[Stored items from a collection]
== Segment start ==
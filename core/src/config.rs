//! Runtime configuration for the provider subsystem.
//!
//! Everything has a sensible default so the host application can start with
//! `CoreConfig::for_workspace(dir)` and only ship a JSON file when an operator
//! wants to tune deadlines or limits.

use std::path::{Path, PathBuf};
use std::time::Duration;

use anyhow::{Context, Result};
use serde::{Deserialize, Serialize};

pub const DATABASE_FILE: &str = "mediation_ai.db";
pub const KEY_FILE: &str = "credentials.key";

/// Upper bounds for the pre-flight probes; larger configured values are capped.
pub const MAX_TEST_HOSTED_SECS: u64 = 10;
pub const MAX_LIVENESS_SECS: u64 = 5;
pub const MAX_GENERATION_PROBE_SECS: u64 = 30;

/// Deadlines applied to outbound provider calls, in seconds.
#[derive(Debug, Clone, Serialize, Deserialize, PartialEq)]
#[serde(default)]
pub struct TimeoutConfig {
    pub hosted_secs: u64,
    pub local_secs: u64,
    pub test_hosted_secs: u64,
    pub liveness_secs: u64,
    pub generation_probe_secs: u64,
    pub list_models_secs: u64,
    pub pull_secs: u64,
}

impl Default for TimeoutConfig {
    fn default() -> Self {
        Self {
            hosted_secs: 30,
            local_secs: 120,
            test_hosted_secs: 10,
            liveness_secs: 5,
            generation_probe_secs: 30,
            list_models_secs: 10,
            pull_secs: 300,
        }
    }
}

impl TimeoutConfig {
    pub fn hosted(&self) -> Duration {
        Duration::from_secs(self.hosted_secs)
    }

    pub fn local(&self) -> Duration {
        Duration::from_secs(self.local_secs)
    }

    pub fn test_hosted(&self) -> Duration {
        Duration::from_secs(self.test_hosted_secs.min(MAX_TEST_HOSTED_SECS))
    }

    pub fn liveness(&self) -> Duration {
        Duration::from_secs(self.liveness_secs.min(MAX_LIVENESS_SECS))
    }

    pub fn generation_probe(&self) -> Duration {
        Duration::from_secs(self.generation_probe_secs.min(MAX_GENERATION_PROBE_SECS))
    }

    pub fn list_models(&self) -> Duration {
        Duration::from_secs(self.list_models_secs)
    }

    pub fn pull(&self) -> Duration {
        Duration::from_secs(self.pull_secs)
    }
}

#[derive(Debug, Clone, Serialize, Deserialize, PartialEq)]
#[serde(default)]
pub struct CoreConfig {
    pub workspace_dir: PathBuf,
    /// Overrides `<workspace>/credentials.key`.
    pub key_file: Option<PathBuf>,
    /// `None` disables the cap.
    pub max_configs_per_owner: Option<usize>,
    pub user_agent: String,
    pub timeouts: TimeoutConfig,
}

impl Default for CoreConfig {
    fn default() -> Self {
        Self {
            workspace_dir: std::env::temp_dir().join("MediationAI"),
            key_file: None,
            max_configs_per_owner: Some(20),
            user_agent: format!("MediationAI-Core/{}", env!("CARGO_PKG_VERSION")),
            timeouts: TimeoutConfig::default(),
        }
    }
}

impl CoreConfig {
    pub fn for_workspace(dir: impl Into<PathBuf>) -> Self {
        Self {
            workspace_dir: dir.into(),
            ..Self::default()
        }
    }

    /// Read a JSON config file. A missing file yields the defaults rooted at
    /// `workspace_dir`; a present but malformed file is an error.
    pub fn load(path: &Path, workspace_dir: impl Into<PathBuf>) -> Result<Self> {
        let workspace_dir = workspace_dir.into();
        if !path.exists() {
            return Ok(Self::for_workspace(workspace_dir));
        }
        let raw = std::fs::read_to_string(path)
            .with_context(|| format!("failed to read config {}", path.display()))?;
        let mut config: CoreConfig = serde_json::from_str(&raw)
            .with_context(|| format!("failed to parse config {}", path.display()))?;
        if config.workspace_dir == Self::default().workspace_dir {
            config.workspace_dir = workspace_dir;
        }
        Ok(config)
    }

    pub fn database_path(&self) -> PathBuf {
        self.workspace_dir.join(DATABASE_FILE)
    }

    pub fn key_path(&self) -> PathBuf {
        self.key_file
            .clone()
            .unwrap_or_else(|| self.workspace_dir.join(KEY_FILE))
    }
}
== Segment end ==
== Segment start ==
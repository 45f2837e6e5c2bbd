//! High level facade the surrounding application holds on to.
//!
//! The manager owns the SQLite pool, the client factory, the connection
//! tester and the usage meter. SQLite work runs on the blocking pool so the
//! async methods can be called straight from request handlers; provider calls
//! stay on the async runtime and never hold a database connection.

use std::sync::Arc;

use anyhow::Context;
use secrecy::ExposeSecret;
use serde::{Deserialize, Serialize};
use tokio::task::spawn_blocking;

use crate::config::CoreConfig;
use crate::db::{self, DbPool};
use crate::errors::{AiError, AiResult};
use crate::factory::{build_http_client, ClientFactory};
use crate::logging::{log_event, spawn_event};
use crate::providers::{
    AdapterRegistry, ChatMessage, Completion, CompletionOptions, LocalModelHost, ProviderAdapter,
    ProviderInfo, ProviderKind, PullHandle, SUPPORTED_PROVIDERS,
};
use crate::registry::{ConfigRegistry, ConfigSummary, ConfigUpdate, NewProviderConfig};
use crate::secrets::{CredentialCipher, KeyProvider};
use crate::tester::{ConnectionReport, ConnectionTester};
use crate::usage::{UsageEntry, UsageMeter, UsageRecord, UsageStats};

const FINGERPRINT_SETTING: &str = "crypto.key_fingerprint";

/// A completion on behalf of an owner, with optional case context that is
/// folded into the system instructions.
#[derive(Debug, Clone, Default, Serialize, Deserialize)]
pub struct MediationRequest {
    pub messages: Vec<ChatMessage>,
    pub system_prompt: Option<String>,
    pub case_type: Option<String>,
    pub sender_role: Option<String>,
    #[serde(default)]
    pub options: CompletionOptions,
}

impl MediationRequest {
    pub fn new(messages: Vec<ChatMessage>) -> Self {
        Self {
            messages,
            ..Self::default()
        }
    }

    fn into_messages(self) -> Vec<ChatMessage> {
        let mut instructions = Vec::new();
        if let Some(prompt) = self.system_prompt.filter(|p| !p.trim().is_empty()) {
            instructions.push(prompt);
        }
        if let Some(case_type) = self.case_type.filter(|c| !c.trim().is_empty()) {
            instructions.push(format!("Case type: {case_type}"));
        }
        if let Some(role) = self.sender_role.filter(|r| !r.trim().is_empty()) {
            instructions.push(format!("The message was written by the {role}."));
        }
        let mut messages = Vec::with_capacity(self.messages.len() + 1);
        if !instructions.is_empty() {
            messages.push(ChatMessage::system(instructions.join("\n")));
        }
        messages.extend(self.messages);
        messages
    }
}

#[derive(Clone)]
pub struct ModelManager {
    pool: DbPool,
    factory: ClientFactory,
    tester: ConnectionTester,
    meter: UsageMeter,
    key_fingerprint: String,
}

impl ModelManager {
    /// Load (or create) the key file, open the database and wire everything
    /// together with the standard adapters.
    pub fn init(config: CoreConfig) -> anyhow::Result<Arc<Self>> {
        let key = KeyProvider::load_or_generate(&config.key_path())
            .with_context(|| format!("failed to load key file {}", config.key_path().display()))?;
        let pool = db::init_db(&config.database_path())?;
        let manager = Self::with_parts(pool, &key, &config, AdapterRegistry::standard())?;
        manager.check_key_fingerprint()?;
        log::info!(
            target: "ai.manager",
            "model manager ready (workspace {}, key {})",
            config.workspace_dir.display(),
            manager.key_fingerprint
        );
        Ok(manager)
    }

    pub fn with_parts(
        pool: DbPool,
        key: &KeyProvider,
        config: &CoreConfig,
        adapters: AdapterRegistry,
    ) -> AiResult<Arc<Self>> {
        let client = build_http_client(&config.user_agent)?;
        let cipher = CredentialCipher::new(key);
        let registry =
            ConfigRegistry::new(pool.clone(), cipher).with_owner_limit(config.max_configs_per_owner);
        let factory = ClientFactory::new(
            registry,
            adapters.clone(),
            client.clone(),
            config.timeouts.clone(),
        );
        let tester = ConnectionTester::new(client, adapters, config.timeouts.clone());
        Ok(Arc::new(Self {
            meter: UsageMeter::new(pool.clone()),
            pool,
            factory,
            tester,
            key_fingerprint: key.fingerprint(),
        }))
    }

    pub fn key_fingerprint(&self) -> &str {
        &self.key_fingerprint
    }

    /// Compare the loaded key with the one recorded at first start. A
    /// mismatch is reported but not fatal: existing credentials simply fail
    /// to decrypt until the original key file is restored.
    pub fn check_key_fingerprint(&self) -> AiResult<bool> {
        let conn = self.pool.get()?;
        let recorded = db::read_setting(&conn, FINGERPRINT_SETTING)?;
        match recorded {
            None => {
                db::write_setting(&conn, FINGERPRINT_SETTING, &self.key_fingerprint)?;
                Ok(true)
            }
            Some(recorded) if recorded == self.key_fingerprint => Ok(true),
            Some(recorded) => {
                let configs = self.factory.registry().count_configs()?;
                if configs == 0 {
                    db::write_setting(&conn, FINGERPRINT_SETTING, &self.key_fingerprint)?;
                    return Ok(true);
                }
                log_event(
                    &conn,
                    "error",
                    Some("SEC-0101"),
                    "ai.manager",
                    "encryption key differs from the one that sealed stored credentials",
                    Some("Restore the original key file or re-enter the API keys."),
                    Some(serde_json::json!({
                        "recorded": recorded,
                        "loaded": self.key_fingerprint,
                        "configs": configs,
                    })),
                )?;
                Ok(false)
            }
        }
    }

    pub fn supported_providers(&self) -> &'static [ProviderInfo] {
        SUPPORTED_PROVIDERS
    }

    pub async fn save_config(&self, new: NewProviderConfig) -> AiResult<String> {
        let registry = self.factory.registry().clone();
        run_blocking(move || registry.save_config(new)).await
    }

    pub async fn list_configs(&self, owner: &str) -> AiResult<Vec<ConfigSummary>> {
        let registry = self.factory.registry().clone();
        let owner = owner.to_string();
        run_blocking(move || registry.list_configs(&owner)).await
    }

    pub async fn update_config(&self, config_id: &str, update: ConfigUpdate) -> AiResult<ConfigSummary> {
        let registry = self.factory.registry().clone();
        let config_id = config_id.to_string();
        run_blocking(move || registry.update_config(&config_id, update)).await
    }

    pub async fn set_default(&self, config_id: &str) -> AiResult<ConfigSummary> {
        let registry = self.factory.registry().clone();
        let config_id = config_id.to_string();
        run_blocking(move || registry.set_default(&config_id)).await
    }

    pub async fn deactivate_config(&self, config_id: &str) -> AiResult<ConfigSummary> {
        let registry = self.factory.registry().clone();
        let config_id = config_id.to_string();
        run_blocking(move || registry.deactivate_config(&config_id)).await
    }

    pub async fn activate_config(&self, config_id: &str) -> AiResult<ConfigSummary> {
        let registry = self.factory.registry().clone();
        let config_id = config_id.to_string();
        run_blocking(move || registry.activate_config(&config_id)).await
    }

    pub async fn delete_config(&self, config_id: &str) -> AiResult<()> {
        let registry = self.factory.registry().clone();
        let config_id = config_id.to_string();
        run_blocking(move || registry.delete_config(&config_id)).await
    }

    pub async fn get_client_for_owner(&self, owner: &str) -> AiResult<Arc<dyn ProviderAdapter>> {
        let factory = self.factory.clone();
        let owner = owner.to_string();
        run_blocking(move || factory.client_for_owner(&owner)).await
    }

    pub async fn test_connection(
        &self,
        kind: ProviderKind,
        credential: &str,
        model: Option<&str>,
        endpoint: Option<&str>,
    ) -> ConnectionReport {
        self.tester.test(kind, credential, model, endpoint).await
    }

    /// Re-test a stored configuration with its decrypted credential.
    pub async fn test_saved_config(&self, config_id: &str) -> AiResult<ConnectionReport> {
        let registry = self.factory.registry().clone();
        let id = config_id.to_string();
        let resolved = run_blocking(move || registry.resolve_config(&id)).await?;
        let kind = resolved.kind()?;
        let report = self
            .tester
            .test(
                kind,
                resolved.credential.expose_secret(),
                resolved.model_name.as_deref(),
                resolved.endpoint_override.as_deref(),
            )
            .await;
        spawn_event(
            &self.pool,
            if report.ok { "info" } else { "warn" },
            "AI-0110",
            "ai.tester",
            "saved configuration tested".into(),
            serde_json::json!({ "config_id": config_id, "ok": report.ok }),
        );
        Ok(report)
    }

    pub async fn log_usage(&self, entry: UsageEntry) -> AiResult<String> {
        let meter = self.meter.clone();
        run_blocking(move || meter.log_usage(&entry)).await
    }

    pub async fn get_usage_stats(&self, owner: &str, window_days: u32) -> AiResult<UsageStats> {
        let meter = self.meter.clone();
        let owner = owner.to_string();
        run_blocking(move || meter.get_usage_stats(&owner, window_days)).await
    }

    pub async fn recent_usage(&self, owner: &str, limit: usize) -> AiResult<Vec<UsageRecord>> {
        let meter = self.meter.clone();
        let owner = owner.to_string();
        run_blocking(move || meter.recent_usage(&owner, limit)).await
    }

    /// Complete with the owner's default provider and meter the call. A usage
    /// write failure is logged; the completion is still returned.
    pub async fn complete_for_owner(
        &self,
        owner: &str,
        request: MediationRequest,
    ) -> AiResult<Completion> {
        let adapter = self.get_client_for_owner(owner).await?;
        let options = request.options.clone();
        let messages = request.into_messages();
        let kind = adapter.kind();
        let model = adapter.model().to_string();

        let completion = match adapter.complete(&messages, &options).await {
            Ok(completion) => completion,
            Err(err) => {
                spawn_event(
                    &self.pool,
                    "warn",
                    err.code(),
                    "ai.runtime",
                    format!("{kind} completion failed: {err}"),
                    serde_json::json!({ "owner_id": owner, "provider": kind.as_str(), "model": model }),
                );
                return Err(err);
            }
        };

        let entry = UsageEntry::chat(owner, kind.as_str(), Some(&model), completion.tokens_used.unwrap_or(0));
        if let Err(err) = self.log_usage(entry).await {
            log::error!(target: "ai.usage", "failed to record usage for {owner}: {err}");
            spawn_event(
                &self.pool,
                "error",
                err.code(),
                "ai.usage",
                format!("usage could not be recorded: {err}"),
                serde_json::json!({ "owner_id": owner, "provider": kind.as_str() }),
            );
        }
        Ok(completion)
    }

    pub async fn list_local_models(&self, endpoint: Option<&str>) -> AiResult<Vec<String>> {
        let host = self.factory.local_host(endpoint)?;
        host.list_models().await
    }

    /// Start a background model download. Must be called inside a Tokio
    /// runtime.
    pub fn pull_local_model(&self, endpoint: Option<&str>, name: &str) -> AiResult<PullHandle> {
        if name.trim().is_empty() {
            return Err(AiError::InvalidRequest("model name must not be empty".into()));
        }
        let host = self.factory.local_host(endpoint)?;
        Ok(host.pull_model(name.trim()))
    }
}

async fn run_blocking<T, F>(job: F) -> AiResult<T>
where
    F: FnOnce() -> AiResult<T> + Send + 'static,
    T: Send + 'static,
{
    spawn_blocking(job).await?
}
== Segment end ==
== Segment start ==
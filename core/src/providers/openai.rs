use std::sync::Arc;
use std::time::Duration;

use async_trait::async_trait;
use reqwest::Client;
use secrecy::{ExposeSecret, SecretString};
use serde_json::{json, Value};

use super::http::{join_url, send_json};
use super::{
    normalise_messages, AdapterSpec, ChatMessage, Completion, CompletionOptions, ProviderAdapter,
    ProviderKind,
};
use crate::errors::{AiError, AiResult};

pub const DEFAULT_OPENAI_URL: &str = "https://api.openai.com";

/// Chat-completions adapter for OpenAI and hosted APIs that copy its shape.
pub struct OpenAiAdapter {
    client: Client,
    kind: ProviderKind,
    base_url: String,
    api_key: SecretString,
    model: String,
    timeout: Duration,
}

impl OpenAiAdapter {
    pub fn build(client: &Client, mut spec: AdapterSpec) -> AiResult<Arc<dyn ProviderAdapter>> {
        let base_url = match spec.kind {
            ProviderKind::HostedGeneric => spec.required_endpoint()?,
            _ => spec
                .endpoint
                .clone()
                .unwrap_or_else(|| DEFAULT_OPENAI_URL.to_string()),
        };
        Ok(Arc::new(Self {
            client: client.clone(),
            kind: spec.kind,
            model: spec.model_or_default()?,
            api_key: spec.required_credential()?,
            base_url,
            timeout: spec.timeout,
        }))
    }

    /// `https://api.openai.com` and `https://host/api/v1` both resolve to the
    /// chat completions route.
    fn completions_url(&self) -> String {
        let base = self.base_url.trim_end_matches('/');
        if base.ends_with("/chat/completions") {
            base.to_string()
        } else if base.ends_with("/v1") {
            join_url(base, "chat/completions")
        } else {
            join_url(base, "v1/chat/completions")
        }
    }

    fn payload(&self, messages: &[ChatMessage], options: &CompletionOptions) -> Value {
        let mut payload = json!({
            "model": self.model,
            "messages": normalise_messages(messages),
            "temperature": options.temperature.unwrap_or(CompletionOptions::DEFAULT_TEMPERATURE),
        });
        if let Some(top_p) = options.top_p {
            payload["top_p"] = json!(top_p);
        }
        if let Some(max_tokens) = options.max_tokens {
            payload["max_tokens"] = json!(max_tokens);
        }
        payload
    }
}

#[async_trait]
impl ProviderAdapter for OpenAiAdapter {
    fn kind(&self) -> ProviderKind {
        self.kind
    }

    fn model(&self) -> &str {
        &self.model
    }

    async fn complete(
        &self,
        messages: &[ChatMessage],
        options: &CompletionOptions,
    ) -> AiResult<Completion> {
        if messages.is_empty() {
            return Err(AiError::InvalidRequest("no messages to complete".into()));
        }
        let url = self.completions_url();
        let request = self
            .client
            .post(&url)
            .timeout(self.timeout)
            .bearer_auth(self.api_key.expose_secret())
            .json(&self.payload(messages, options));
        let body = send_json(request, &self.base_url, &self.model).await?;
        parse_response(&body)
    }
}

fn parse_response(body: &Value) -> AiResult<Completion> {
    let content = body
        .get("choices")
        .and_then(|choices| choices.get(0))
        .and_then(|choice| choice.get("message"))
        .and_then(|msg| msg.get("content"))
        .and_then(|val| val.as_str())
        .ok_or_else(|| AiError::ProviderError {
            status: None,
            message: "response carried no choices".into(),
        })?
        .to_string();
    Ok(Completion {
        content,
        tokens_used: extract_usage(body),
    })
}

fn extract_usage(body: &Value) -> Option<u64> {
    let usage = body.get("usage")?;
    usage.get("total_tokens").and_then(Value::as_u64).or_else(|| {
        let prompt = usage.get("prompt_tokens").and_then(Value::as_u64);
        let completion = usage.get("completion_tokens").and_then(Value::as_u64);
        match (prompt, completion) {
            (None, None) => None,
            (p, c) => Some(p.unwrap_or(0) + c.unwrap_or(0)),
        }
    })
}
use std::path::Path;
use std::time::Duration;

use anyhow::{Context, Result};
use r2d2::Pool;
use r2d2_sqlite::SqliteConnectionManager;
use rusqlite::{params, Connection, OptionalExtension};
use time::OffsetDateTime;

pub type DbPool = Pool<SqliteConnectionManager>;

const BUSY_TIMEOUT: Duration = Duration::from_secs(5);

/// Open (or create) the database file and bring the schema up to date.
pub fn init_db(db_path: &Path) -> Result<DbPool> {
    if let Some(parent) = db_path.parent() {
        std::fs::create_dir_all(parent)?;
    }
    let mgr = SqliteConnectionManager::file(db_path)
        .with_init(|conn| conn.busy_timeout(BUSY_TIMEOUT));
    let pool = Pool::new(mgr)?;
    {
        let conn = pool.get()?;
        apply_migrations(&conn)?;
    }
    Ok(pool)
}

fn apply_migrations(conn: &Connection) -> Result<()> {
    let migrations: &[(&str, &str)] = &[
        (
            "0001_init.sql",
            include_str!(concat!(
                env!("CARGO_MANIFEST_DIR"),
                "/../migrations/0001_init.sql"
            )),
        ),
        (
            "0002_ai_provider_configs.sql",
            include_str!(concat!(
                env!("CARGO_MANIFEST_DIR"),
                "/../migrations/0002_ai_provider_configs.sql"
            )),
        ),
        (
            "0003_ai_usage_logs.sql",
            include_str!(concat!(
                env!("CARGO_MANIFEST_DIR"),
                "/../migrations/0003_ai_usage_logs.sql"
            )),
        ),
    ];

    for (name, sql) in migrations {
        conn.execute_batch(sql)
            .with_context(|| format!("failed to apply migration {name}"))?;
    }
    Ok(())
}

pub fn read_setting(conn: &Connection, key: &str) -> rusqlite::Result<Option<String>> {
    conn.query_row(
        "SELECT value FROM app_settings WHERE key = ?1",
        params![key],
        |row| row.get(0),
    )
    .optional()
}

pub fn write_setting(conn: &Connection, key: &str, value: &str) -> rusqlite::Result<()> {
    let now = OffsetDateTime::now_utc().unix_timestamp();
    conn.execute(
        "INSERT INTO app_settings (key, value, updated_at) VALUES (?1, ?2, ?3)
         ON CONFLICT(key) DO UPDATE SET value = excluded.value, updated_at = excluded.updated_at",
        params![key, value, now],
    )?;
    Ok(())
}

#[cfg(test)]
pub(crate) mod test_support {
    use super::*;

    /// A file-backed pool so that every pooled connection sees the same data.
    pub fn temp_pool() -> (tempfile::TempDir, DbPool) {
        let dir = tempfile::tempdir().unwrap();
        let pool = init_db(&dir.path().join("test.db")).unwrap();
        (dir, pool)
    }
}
== Segment end ==
» Your task: The answer is the lines above between the line holding "filename core/src/config.rs" and the line holding "when an operator", inclusive, each written out exactly, and no others.

» Your response:
filename core/src/config.rs
//! Runtime configuration for the provider subsystem.
//!
//! Everything has a sensible default so the host application can start with
//! `CoreConfig::for_workspace(dir)` and only ship a JSON file when an operator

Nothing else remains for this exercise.